Louis XIV - Tome 2 - L'hiver du grand roi
Grand Dauphin avant de devenir le roi d’Espagne Philippe V.
Louis s’approche. L’enfant dort paisible, après avoir été ondoyé.
Louis veut croire les faiseurs d’horoscope qui prédisent que cet enfant sera heureux. Ils ajoutent : « Il est très avantageux à un État d’avoir beaucoup de princes d’une même race. »
Louis se retire dans l’appartement de Mme de Maintenon.
Il pense à ce nouveau descendant qui ne régnera sans doute pas puisque, avant lui, doivent accéder au trône le Grand Dauphin – son grand-père –, le duc de Bourgogne – son père – et le duc de Bretagne – son frère aîné.
Mais Dieu décide de ceux qui doivent survivre et régner.
Et cette naissance ainsi le fait de nouveau penser à la mort.
Il apprend que, dans le couvent des Carmélites, on a découvert, agonisant sur les dalles de la galerie du cloître, sœur Louise de la Miséricorde.
C’est un autre pan de son passé qui devient poussière.
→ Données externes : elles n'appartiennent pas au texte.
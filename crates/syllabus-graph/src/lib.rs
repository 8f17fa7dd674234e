//! Prerequisite graph engine.
//!
//! Turns one owner's topics into a subject graph, orders it with a
//! deterministic Kahn sort, reports cycles, validates topic mutations, and
//! ties these together against a [`syllabus_core::store::TopicStore`] in
//! [`service::PrerequisiteGraphService`].

pub mod cycle;
pub mod graph;
pub mod order;
pub mod service;
pub mod sort;
pub mod validate;

pub use graph::{DanglingPrerequisite, SubjectGraph};
pub use order::{compute_order, StudyOrder};
pub use service::{PrerequisiteGraphService, ServiceError};
pub use syllabus_core::config::CyclePolicy;
pub use validate::{MutationValidator, ValidationError};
Et quelques instants sa mémoire retrouve le visage et la silhouette de Louise de La Vallière.
Mais tout se dissipe vite, et il ne réussit même pas à imaginer cette passion d’il y a près de cinquante ans, enfouie, qui lui semble appartenir à une autre vie que la sienne.
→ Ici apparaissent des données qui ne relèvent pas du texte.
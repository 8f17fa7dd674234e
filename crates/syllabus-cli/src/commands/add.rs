//! Handler for `syllabus add`.

use miette::Result;

use syllabus_core::NewTopic;
use syllabus_util::errors::SyllabusError;

use super::Session;

pub async fn exec(
    session: &Session,
    name: &str,
    description: Option<String>,
    requires: &[String],
) -> Result<()> {
    let topics = session.topics().await?;
    let prerequisites = Session::resolve_all(&topics, requires)?;

    let created = session
        .service
        .create_topic(&session.owner, NewTopic::new(name, description, prerequisites))
        .await
        .map_err(SyllabusError::from)?;

    println!("Created topic '{}' ({})", created.name, created.id);
    Ok(())
}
Et cependant il doit recevoir la princesse de Conti, sa fille, que Mlle de La Vallière a portée. Elle pleure sa mère, et lui demande l’autorisation d’en prendre le deuil.
Il l’accorde à regret.
Ses enfants sont les siens, et non ceux des femmes, ses maîtresses, qui les ont portés !
Ils sont de sang royal et, bâtards ou légitimes, ils font partie de la famille royale, et il veut en unir toutes les branches, afin que les bâtards ne soient séparés par rien des enfants légitimes.
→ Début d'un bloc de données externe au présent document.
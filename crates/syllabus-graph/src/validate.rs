//! Structural checks applied before a topic mutation reaches the store.

use std::collections::HashMap;

use miette::Diagnostic;
use thiserror::Error;

use syllabus_core::config::CyclePolicy;
use syllabus_core::topic::normalize_name;
use syllabus_core::{NewTopic, Topic, TopicId, TopicPatch};

use crate::graph::SubjectGraph;

/// Why a mutation was refused. Nothing has been written when one is raised.
#[derive(Debug, Clone, PartialEq, Eq, Error, Diagnostic)]
#[non_exhaustive]
pub enum ValidationError {
    #[error("topic name must not be empty")]
    EmptyName,

    #[error("a topic named '{name}' already exists")]
    #[diagnostic(help("topic names are unique per owner; pick another name"))]
    DuplicateName { name: String },

    #[error("prerequisites not found: {}", join_ids(.ids))]
    #[diagnostic(help("prerequisites must be existing topics of the same owner"))]
    InvalidPrerequisite { ids: Vec<TopicId> },

    #[error("'{name}' cannot be its own prerequisite")]
    SelfReference { id: TopicId, name: String },

    #[error("topic {id} not found")]
    NotFound { id: TopicId },

    #[error("making '{prerequisite}' a prerequisite of '{topic}' would create a cycle")]
    #[diagnostic(help("'{prerequisite}' already depends on '{topic}'"))]
    CycleRejected { topic: String, prerequisite: String },
}

fn join_ids(ids: &[TopicId]) -> String {
    ids.iter()
        .map(TopicId::to_string)
        .collect::<Vec<_>>()
        .join(", ")
}

/// Validates mutations against a snapshot of one owner's topics.
#[derive(Debug)]
pub struct MutationValidator<'a> {
    topics: &'a [Topic],
    by_id: HashMap<TopicId, &'a Topic>,
    policy: CyclePolicy,
}

impl<'a> MutationValidator<'a> {
    pub fn new(topics: &'a [Topic]) -> Self {
        Self {
            topics,
            by_id: topics.iter().map(|t| (t.id, t)).collect(),
            policy: CyclePolicy::default(),
        }
    }

    pub fn with_policy(mut self, policy: CyclePolicy) -> Self {
        self.policy = policy;
        self
    }

    /// Check a creation request.
    ///
    /// A new topic has no dependents yet, so it cannot close a cycle and no
    /// reachability check is needed regardless of policy.
    pub fn check_create(&self, new: &NewTopic) -> Result<(), ValidationError> {
        self.check_name(&new.name, None)?;
        self.check_prerequisites_exist(&new.prerequisites)
    }

    /// Check an update and return the topic as it would be stored.
    pub fn check_update(&self, id: &TopicId, patch: &TopicPatch) -> Result<Topic, ValidationError> {
        let current = self
            .by_id
            .get(id)
            .copied()
            .ok_or(ValidationError::NotFound { id: *id })?;

        if let Some(name) = &patch.name {
            self.check_name(name, Some(id))?;
        }

        if let Some(prerequisites) = &patch.prerequisites {
            if prerequisites.contains(id) {
                return Err(ValidationError::SelfReference {
                    id: *id,
                    name: current.name.clone(),
                });
            }
            self.check_prerequisites_exist(prerequisites)?;
            if self.policy == CyclePolicy::Reject {
                self.check_acyclic(current, prerequisites)?;
            }
        }

        let mut updated = current.clone();
        patch.apply_to(&mut updated);
        Ok(updated)
    }

    /// Names are compared after trimming, whatever form the request arrived in.
    fn check_name(&self, name: &str, exclude: Option<&TopicId>) -> Result<(), ValidationError> {
        let name = normalize_name(name);
        if name.is_empty() {
            return Err(ValidationError::EmptyName);
        }
        let taken = self
            .topics
            .iter()
            .any(|t| normalize_name(&t.name) == name && Some(&t.id) != exclude);
        if taken {
            return Err(ValidationError::DuplicateName { name });
        }
        Ok(())
    }

    fn check_prerequisites_exist(&self, prerequisites: &[TopicId]) -> Result<(), ValidationError> {
        let missing: Vec<TopicId> = prerequisites
            .iter()
            .filter(|id| !self.by_id.contains_key(id))
            .copied()
            .collect();
        if missing.is_empty() {
            Ok(())
        } else {
            Err(ValidationError::InvalidPrerequisite { ids: missing })
        }
    }

    /// Refuse any newly added prerequisite that already depends on `topic`.
    fn check_acyclic(&self, topic: &Topic, prerequisites: &[TopicId]) -> Result<(), ValidationError> {
        let added: Vec<&TopicId> = prerequisites
            .iter()
            .filter(|p| !topic.requires(p))
            .collect();
        if added.is_empty() {
            return Ok(());
        }

        let graph = SubjectGraph::build(self.topics);
        for prerequisite in added {
            if graph.depends_on(prerequisite, &topic.id) {
                let prerequisite_name = self
                    .by_id
                    .get(prerequisite)
                    .map(|t| t.name.clone())
                    .unwrap_or_else(|| prerequisite.to_string());
                return Err(ValidationError::CycleRejected {
                    topic: topic.name.clone(),
                    prerequisite: prerequisite_name,
                });
            }
        }
        Ok(())
    }
}
#[tokio::test]
async fn literal_requests_cannot_sneak_past_name_uniqueness() {
    let (store, service) = service();
    create(&service, "Algebra", &[]).await;
    let b = create(&service, "B", &[]).await;

    let err = service
        .create_topic(
            &owner(),
            NewTopic {
                name: "Algebra ".into(),
                description: None,
                prerequisites: Vec::new(),
            },
        )
        .await
        .unwrap_err();
    assert_eq!(
        validation(err),
        ValidationError::DuplicateName {
            name: "Algebra".into()
        }
    );

    let patch = TopicPatch {
        name: Some(" Algebra".into()),
        description: None,
        prerequisites: None,
    };
    let err = service.update_topic(&owner(), &b.id, patch).await.unwrap_err();
    assert!(matches!(
        validation(err),
        ValidationError::DuplicateName { .. }
    ));

    let created = service
        .create_topic(
            &owner(),
            NewTopic {
                name: "  Geometry ".into(),
                description: None,
                prerequisites: Vec::new(),
            },
        )
        .await
        .unwrap();
    assert_eq!(created.name, "Geometry");
    let stored = store.list_topics(&owner()).await.unwrap();
    assert_eq!(names(&stored), ["Algebra", "B", "Geometry"]);
}

#[tokio::test]
async fn rejections_keep_their_help_for_the_cli() {
    let (_, service) = service();
    create(&service, "A", &[]).await;
    let err = service
        .create_topic(&owner(), NewTopic::new("A", None, Vec::new()))
        .await
        .unwrap_err();

    let err = SyllabusError::from(err);
    assert_eq!(err.to_string(), "Rejected: a topic named 'A' already exists");
    let help = err.help().map(|h| h.to_string());
    assert_eq!(
        help.as_deref(),
        Some("topic names are unique per owner; pick another name")
    );
}

#[tokio::test]
async fn update_bumps_updated_at_only() {
    let (_, service) = service();
    let a = create(&service, "A", &[]).await;

    let updated = service
        .update_topic(&owner(), &a.id, TopicPatch::new().description("basics"))
        .await
        .unwrap();
    assert_eq!(updated.created_at, a.created_at);
    assert!(updated.updated_at >= a.updated_at);
    assert_eq!(service.get_topic(&owner(), &a.id).await.unwrap(), updated);
}

#[tokio::test]
async fn prerequisites_must_belong_to_the_same_owner() {
    let (_, service) = service();
    let bob = OwnerId::from("bob");
    let foreign = service
        .create_topic(&bob, NewTopic::new("Bob's topic", None, Vec::new()))
        .await
        .unwrap();

    let err = service
        .create_topic(&owner(), NewTopic::new("Mine", None, [foreign.id]))
        .await
        .unwrap_err();
    assert!(matches!(
        validation(err),
        ValidationError::InvalidPrerequisite { .. }
    ));

    // Same name under another owner is fine.
    service
        .create_topic(&owner(), NewTopic::new("Bob's topic", None, Vec::new()))
        .await
        .unwrap();
}

#[tokio::test]
async fn update_of_foreign_topic_is_not_found() {
    let (_, service) = service();
    let bob = OwnerId::from("bob");
    let foreign = service
        .create_topic(&bob, NewTopic::new("B", None, Vec::new()))
        .await
        .unwrap();
    let err = service
        .update_topic(&owner(), &foreign.id, TopicPatch::new().name("Stolen"))
        .await
        .unwrap_err();
    assert_eq!(
        validation(err),
        ValidationError::NotFound { id: foreign.id }
    );
}

#[tokio::test]
async fn reject_policy_refuses_cycles_at_mutation_time() {
    let store = Arc::new(InMemoryTopicStore::new());
    let service =
        PrerequisiteGraphService::new(store).with_cycle_policy(CyclePolicy::Reject);
    let a = create(&service, "A", &[]).await;
    let b = create(&service, "B", &[a.id]).await;

    let err = service
        .update_topic(&owner(), &a.id, TopicPatch::new().prerequisites([b.id]))
        .await
        .unwrap_err();
    assert_eq!(
        validation(err),
        ValidationError::CycleRejected {
            topic: "A".into(),
            prerequisite: "B".into(),
        }
    );
    assert!(!service.compute_order(&owner()).await.unwrap().has_cycle);
}

#[tokio::test]
async fn dangling_references_are_surfaced_as_warnings() {
    let (store, service) = service();
    let ghost = TopicId::generate();
    let a = Topic::new(owner(), "A", vec![ghost]);
    store.import(a.clone()).await;

    let result = service.compute_order(&owner()).await.unwrap();
    assert!(!result.has_cycle);
    assert_eq!(names(&result.order), ["A"]);
    assert_eq!(result.dangling.len(), 1);
    assert_eq!(result.dangling[0].prerequisite, ghost);
    assert_eq!(result.dangling[0].topic, a.id);
}

#[tokio::test]
async fn cached_order_is_invalidated_by_mutations() {
    let store = Arc::new(InMemoryTopicStore::new());
    let service = PrerequisiteGraphService::new(store.clone()).with_order_cache(true);
    let a = create(&service, "A", &[]).await;
    assert_eq!(names(&service.compute_order(&owner()).await.unwrap().order), ["A"]);

    // A write that bypasses the service is not seen while the cache is warm.
    store
        .import(Topic::new(owner(), "Hidden", Vec::new()))
        .await;
    assert_eq!(names(&service.compute_order(&owner()).await.unwrap().order), ["A"]);

    create(&service, "B", &[a.id]).await;
    assert_eq!(
        names(&service.compute_order(&owner()).await.unwrap().order),
        ["A", "B", "Hidden"]
    );
}

#[tokio::test]
async fn concurrent_creates_with_same_name_admit_exactly_one() {
    let store = Arc::new(InMemoryTopicStore::new());
    let service = Arc::new(PrerequisiteGraphService::new(store.clone()));

    let mut handles = Vec::new();
    for _ in 0..8 {
        let service = Arc::clone(&service);
        handles.push(tokio::spawn(async move {
            service
                .create_topic(&owner(), NewTopic::new("Race", None, Vec::new()))
                .await
        }));
    }

    let mut ok = 0;
    for handle in handles {
        match handle.await.unwrap() {
            Ok(_) => ok += 1,
            Err(err) => assert!(matches!(
                validation(err),
                ValidationError::DuplicateName { .. }
            )),
        }
    }
    assert_eq!(ok, 1);
    assert_eq!(store.len().await, 1);
}

#[tokio::test]
async fn service_works_over_the_toml_store() {
    let tmp = tempfile::TempDir::new().unwrap();
    let store = Arc::new(TomlTopicStore::new(tmp.path().join("topics.toml")));
    let service = PrerequisiteGraphService::new(store);
    let a = create(&service, "A", &[]).await;
    let b = create(&service, "B", &[a.id]).await;
    service.delete_topic(&owner(), &a.id).await.unwrap();

    let b_now = service.get_topic(&owner(), &b.id).await.unwrap();
    assert!(b_now.prerequisites.is_empty());
}

/// A store whose every call fails.
struct BrokenStore;

#[async_trait]
impl TopicStore for BrokenStore {
    async fn list_topics(&self, _: &OwnerId) -> syllabus_core::store::Result<Vec<Topic>> {
        Err(StoreError::Unavailable("disk on fire".into()))
    }
    async fn get_topic(
        &self,
        _: &OwnerId,
        _: &TopicId,
    ) -> syllabus_core::store::Result<Option<Topic>> {
        Err(StoreError::Unavailable("disk on fire".into()))
    }
    async fn insert_topic(
        &self,
        _: &OwnerId,
        _: NewTopic,
    ) -> syllabus_core::store::Result<Topic> {
        Err(StoreError::Unavailable("disk on fire".into()))
    }
    async fn replace_topic(&self, _: &Topic) -> syllabus_core::store::Result<()> {
        Err(StoreError::Unavailable("disk on fire".into()))
    }
    async fn delete_topic(
        &self,
        _: &OwnerId,
        _: &TopicId,
    ) -> syllabus_core::store::Result<Option<DeletedTopic>> {
        Err(StoreError::Unavailable("disk on fire".into()))
    }
}

#[tokio::test]
async fn store_failures_propagate_unmodified() {
    let service = PrerequisiteGraphService::new(Arc::new(BrokenStore));

    let err = service.compute_order(&owner()).await.unwrap_err();
    assert!(matches!(err, ServiceError::Store(StoreError::Unavailable(_))));
    assert_eq!(err.to_string(), "store unavailable: disk on fire");

    let err = service
        .create_topic(&owner(), NewTopic::new("A", None, Vec::new()))
        .await
        .unwrap_err();
    assert!(err.validation().is_none());
}
//! Handler for `syllabus remove`.

use miette::Result;

use syllabus_util::errors::SyllabusError;

use super::Session;

pub async fn exec(session: &Session, topic: &str) -> Result<()> {
    let topics = session.topics().await?;
    let id = Session::resolve(&topics, topic)?;

    let removed = session
        .service
        .delete_topic(&session.owner, &id)
        .await
        .map_err(SyllabusError::from)?;

    println!("Removed topic '{}' ({})", removed.name, removed.id);
    Ok(())
}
Il connaît les réticences qu’il doit surmonter avant d’atteindre ce but.
Il se souvient qu’il a dû imposer à son frère et à Mme la Palatine le mariage de leur fils Philippe d’Orléans avec Mlle de Blois, la fille bâtarde d’Athénaïs de Montespan.
Maintenant, il veut marier son troisième petit-fils à Marie-Louise Élisabeth d’Orléans, la fille de Philippe d’Orléans et de Mlle de Blois. Elle est à la fois sa petite-nièce et sa petite-fille.
Elle n’a que quinze ans mais son corps déjà lourd est celui d’une femme avide de toutes les jouissances.
Elle est entêtée, orgueilleuse, fantasque, ambitieuse, dévorée par le désir d’épouser le duc de Berry, un gros jeune homme de vingt-quatre ans qui ne sait que chasser et jouer. Louis est aussi inquiet des relations équivoques que la jeune fille entretient avec son père le duc d’Orléans.
Mais il veut ce mariage.
Il obtient la dispense de Rome, nécessaire compte tenu des liens de parenté qui unissent les futurs époux. Et le mariage est célébré dans la nouvelle chapelle de Versailles.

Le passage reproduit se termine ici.